The present case report is the first report in Korea suggesting the possibility that occupational exposure to organic solvents such as toluene and dichloromethane, commonly used in laboratories and industrial fields, can act as a risk factor for the onset and/or progression of IgAN. The present case report attempted to investigate the association of occupational solvent exposure and IgAN based on patient clinical information, inspection of the working environment, exposure assessment, and review of related literature, by which the authors aimed to contribute to the approach and prevention of other cases that may occur in the future.

Case presentation

Medical assessment

Patient

Male, 55 years old (at the time of clinic visit for the assessment of occupational disease).

Chief complaint

End-stage renal disease with histories of gross painless hematuria and chronic fatigue.

Present illness

He first experienced the symptom of gross painless hematuria in June 2000, when he was 41 years old. Urinalysis performed in A hospital in December 2000 identified hematuria and proteinuria, while the serum creatinine (Cr) concentration was in the normal range (red blood cells [RBC]: Many, Cr: 1.3 mg/dL, 24 h urine protein: 266.2 mg/day). The patient was hired in the current laboratory institute in 1987, when he was 28 years old. Before the first episode of gross hematuria, for 2 years and 7 months (February 1998 to August 2000), corresponding to ages 39 to 41 years for the patient, his work involved analysis of the dioxin contents in exhaust gas at an incineration facility by a pretreatment method using toluene in the laboratory.

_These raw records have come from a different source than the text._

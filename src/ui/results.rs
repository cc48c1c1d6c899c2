//! Result table — column header, virtualized rows and the scrollbar.
//!
//! Only rows inside the viewport are turned into lines; everything else is
//! just a position in the displayed sequence.

use ratatui::{
    buffer::Buffer,
    layout::Rect,
    style::Style,
    text::{Line, Span},
    widgets::{Paragraph, Widget},
};

use crate::app::state::AppState;
use crate::core::sort::SortKey;
use crate::core::types::{EntryKind, RowMetadata};

use super::layout::AppLayout;
use super::theme::Theme;

/// Shown in place of metadata that failed to load.
pub const PLACEHOLDER: &str = "—";
/// Shown while a row's metadata is in flight.
pub const LOADING: &str = "…";

// ───────────────────────────────────────── columns ───────────

pub struct Column {
    pub title: &'static str,
    pub width: u16,
    /// Key the header sorts by when clicked; `None` for unsortable columns.
    pub sort_key: Option<SortKey>,
}

pub const COLUMNS: &[Column] = &[
    Column {
        title: "Name",
        width: 28,
        sort_key: None,
    },
    Column {
        title: "Path",
        width: 64,
        sort_key: Some(SortKey::FullPath),
    },
    Column {
        title: "Size",
        width: 10,
        sort_key: Some(SortKey::Size),
    },
    Column {
        title: "Modified",
        width: 16,
        sort_key: Some(SortKey::Modified),
    },
    Column {
        title: "Created",
        width: 16,
        sort_key: Some(SortKey::Created),
    },
];

const GAP: u16 = 1;

/// Total width of one row, in cells.
pub fn content_width() -> u16 {
    COLUMNS.iter().map(|c| c.width + GAP).sum()
}

/// Column under content-relative column `x` (gaps belong to none).
pub fn column_at(x: u16) -> Option<&'static Column> {
    let mut start = 0u16;
    for column in COLUMNS {
        let end = start + column.width;
        if (start..end).contains(&x) {
            return Some(column);
        }
        start = end + GAP;
    }
    None
}

// ───────────────────────────────────────── formatting ────────

/// Human-readable size string.
pub fn human_size(bytes: u64) -> String {
    const UNITS: &[&str] = &["B", "KiB", "MiB", "GiB", "TiB"];
    let mut size = bytes as f64;
    for &unit in UNITS {
        if size < 1024.0 {
            return if unit == "B" {
                format!("{bytes} B")
            } else {
                format!("{size:.1} {unit}")
            };
        }
        size /= 1024.0;
    }
    format!("{size:.1} PiB")
}

pub fn format_ts(unix_secs: i64) -> String {
    use chrono::{Local, TimeZone};
    match Local.timestamp_opt(unix_secs, 0).single() {
        Some(dt) => dt.format("%Y-%m-%d %H:%M").to_string(),
        None => PLACEHOLDER.to_string(),
    }
}

/// Pad or truncate `text` to exactly `width` characters.  Truncation keeps
/// the head, or the tail when `keep_tail` (paths read best from the end).
fn fit(text: &str, width: usize, keep_tail: bool) -> String {
    let len = text.chars().count();
    if len <= width {
        return format!("{text:<width$}");
    }
    if width == 0 {
        return String::new();
    }
    let keep = width - 1;
    if keep_tail {
        let tail: String = text.chars().skip(len - keep).collect();
        format!("…{tail}")
    } else {
        let head: String = text.chars().take(keep).collect();
        format!("{head}…")
    }
}

fn fit_right(text: &str, width: usize) -> String {
    if text.chars().count() >= width {
        return fit(text, width, false);
    }
    format!("{text:>width$}")
}

fn cells(meta: &RowMetadata) -> [String; 5] {
    let opt = |v: Option<String>| v.unwrap_or_else(|| PLACEHOLDER.to_string());
    [
        meta.name().to_string(),
        meta.path.clone(),
        opt(meta.size.map(human_size)),
        opt(meta.modified.map(format_ts)),
        opt(meta.created.map(format_ts)),
    ]
}

fn row_line(meta: Option<&RowMetadata>, loading: bool, selected: bool) -> Line<'static> {
    let (texts, name_style) = match meta {
        Some(meta) => {
            let style = match meta.kind {
                EntryKind::Dir => Theme::dir_style(),
                EntryKind::Symlink => Theme::symlink_style(),
                EntryKind::File | EntryKind::Unknown => Theme::file_style(),
            };
            (cells(meta), style)
        }
        None => {
            let mark = if loading { LOADING } else { PLACEHOLDER };
            (
                [mark.to_string(), String::new(), String::new(), String::new(), String::new()],
                Theme::placeholder_style(),
            )
        }
    };

    let mut spans = Vec::with_capacity(COLUMNS.len() * 2);
    for (i, (column, text)) in COLUMNS.iter().zip(texts.iter()).enumerate() {
        let width = column.width as usize;
        let (cell, style) = match i {
            0 => (fit(text, width, false), name_style),
            1 => (fit(text, width, true), Theme::detail_style()),
            _ => (fit_right(text, width), Theme::detail_style()),
        };
        let style = if selected { style.patch(Theme::selected_style()) } else { style };
        spans.push(Span::styled(cell, style));
        spans.push(Span::styled(" ", if selected { Theme::selected_style() } else { Style::default() }));
    }
    Line::from(spans)
}

fn header_line(state: &AppState) -> Line<'static> {
    let enabled = state.sorting_enabled();
    let sort = state.sort_state();
    let mut spans = Vec::with_capacity(COLUMNS.len() * 2);
    for column in COLUMNS {
        let width = column.width as usize;
        let active = sort.filter(|s| Some(s.key) == column.sort_key);
        let (title, style) = match (column.sort_key, active) {
            (_, Some(s)) => (format!("{} {}", column.title, s.direction.arrow()), Theme::header_sorted_style()),
            (Some(_), None) if !enabled => (column.title.to_string(), Theme::header_disabled_style()),
            _ => (column.title.to_string(), Theme::header_style()),
        };
        spans.push(Span::styled(fit(&title, width, false), style));
        spans.push(Span::styled(" ", Theme::header_style()));
    }
    Line::from(spans)
}

// ───────────────────────────────────────── widget ────────────

/// Header, rows and scrollbar of the result table.  Rendered into the full
/// frame area; regions come from [`AppLayout`].
pub struct ResultsWidget<'a> {
    pub state: &'a AppState,
}

impl Widget for ResultsWidget<'_> {
    fn render(self, area: Rect, buf: &mut Buffer) {
        let layout = AppLayout::from_area(area);
        let view = &self.state.view;

        Paragraph::new(header_line(self.state))
            .style(Theme::header_style())
            .scroll((0, view.header_left()))
            .render(layout.header_area, buf);

        let first = view.first_visible();
        let range = view.visible_range();
        let cache = view.loader().cache();
        let lines: Vec<Line> = (first..first + layout.rows_area.height as usize)
            .take_while(|&pos| range.contains(pos))
            .map_while(|pos| view.row(pos).map(|row| (pos, row)))
            .map(|(pos, (index, meta))| {
                row_line(meta, cache.is_in_flight(index), self.state.selected == Some(pos))
            })
            .collect();
        Paragraph::new(lines)
            .scroll((0, view.scroll_left()))
            .render(layout.rows_area, buf);

        render_scrollbar(self.state, layout.scrollbar_area, buf);
    }
}

fn render_scrollbar(state: &AppState, area: Rect, buf: &mut Buffer) {
    let Some(thumb) = state.view.thumb() else {
        return;
    };
    let start = thumb.offset.round() as u16;
    let end = ((thumb.offset + thumb.height).round() as u16).max(start + 1);
    for dy in 0..area.height {
        let (symbol, style) = if (start..end).contains(&dy) {
            ("█", Theme::thumb_style())
        } else {
            ("│", Theme::track_style())
        };
        buf.set_string(area.x, area.y + dy, symbol, style);
    }
}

In July 2001, the patient was clinically diagnosed with IgAN without a biopsy in B hospital, and clinical follow-up was initiated. Although the patient was in follow-up after the clinical diagnosis with IgAN, he performed work involving analysis of total petroleum hydrocarbon (TPH) in soil samples using a dichloromethane as a solvent again in the laboratory for 4 years and 4 months (March 2005 to June 2009), corresponding to ages 46 to 50 years. During the TPH analysis work, the patient was continuously exposed to dichloromethane in a laboratory under conditions of poor ventilation without appropriate protective devices such as a respirator and gloves. The Cr level in the patient’s blood test started to increase from April 2006 (April 2006, Cr: 1.7 mg/dL; November 2007, Cr: 2.2 mg/dL), followed by exacerbation of the systemic fatigue symptom, so he was admitted to C hospital in March 2008, when he was 49 years old, and diagnosed with IgAN by a biopsy. Since 2008, the patient’s renal function rapidly deteriorated (June 2009, Cr 3.9 mg/dL; September 2009, Cr 5.9 mg/dL; April 2010, Cr 8.4 mg/dL) and finally progressed to ESRD, and peritoneal dialysis was begun in June 2010 when he was 51 years old. As of December 2014, he was in follow-up after kidney transplantation at the age of 55 years, after 13 years had passed from the initial clinical diagnosis with IgAN.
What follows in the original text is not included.